▶ PROMPT: Which of the lines below include "ModArgs"? Each one should be copied out.

▶ RECORDS SUPPLIED:
+ + + + +

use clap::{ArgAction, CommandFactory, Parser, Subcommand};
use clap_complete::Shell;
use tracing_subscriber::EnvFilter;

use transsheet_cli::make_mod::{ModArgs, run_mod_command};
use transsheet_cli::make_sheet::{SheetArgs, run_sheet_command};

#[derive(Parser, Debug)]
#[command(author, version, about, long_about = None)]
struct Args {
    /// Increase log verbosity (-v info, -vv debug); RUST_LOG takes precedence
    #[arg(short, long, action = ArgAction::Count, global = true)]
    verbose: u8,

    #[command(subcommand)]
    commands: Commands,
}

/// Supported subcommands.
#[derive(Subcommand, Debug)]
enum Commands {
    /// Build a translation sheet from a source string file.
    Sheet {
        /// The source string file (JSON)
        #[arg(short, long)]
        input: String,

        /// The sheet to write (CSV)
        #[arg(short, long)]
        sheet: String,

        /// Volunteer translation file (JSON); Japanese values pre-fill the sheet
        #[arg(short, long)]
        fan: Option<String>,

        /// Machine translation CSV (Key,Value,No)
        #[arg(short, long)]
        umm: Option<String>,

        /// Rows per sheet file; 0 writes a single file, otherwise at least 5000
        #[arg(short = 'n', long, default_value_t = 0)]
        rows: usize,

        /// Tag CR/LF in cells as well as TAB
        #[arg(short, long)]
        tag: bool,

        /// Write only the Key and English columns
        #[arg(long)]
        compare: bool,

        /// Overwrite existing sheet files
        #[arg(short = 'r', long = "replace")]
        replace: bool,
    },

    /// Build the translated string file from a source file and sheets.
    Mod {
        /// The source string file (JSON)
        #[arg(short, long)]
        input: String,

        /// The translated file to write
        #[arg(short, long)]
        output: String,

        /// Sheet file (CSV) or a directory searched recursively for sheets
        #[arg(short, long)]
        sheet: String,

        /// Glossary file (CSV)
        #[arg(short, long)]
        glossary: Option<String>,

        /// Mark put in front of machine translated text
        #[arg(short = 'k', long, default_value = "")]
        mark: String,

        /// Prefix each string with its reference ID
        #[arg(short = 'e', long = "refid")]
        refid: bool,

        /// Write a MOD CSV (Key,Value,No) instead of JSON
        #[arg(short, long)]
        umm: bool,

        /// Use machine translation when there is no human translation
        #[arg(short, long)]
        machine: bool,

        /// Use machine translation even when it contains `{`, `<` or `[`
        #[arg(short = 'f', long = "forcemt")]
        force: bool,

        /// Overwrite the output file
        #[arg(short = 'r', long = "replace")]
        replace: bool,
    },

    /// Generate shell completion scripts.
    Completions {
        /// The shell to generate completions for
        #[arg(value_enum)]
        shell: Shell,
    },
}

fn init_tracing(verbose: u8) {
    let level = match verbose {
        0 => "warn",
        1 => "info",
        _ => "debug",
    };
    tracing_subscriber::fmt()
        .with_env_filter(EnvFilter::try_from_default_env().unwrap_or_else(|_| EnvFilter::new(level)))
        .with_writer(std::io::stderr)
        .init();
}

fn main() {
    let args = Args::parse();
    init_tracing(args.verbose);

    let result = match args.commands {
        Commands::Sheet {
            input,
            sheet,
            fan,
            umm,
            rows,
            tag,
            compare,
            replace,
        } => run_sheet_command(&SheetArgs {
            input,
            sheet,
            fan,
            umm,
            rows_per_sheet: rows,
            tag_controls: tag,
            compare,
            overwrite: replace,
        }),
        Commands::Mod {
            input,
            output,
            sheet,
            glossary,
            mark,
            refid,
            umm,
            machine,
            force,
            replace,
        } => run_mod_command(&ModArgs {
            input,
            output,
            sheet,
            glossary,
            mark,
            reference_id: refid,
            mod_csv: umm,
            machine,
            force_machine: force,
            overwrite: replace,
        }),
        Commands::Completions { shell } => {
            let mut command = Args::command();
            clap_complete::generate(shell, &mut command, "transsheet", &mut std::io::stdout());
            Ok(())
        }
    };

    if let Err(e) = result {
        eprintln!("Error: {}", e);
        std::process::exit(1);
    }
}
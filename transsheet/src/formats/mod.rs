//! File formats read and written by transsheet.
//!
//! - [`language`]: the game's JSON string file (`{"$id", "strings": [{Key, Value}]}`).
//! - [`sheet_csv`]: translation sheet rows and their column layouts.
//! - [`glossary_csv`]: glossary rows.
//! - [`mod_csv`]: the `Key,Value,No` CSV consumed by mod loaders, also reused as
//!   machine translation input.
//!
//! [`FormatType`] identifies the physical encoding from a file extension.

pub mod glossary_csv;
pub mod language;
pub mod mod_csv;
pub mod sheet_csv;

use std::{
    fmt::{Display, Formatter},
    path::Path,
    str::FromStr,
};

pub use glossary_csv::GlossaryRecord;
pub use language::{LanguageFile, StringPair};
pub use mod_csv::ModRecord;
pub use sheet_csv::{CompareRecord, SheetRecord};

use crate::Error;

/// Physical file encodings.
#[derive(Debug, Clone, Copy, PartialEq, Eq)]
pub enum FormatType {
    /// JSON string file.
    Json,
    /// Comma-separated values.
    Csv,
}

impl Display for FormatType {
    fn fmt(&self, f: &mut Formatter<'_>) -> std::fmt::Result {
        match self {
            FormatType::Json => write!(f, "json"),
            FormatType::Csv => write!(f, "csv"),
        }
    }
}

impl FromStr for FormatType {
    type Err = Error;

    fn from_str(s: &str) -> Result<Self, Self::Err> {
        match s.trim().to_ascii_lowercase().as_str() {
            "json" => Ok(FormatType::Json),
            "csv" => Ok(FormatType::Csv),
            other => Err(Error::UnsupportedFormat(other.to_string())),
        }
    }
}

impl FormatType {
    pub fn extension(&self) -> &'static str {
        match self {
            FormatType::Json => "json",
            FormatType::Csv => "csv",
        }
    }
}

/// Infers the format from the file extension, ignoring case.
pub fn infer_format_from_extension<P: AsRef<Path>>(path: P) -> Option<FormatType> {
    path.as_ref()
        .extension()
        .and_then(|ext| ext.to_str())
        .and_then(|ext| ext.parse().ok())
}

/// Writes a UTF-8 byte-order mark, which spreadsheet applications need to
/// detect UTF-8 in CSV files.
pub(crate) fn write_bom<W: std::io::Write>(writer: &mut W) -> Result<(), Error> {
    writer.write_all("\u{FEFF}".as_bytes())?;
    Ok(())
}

+ + + + +

▶ RESPONSE TO THE TASK:
use transsheet_cli::make_mod::{ModArgs, run_mod_command};
        } => run_mod_command(&ModArgs {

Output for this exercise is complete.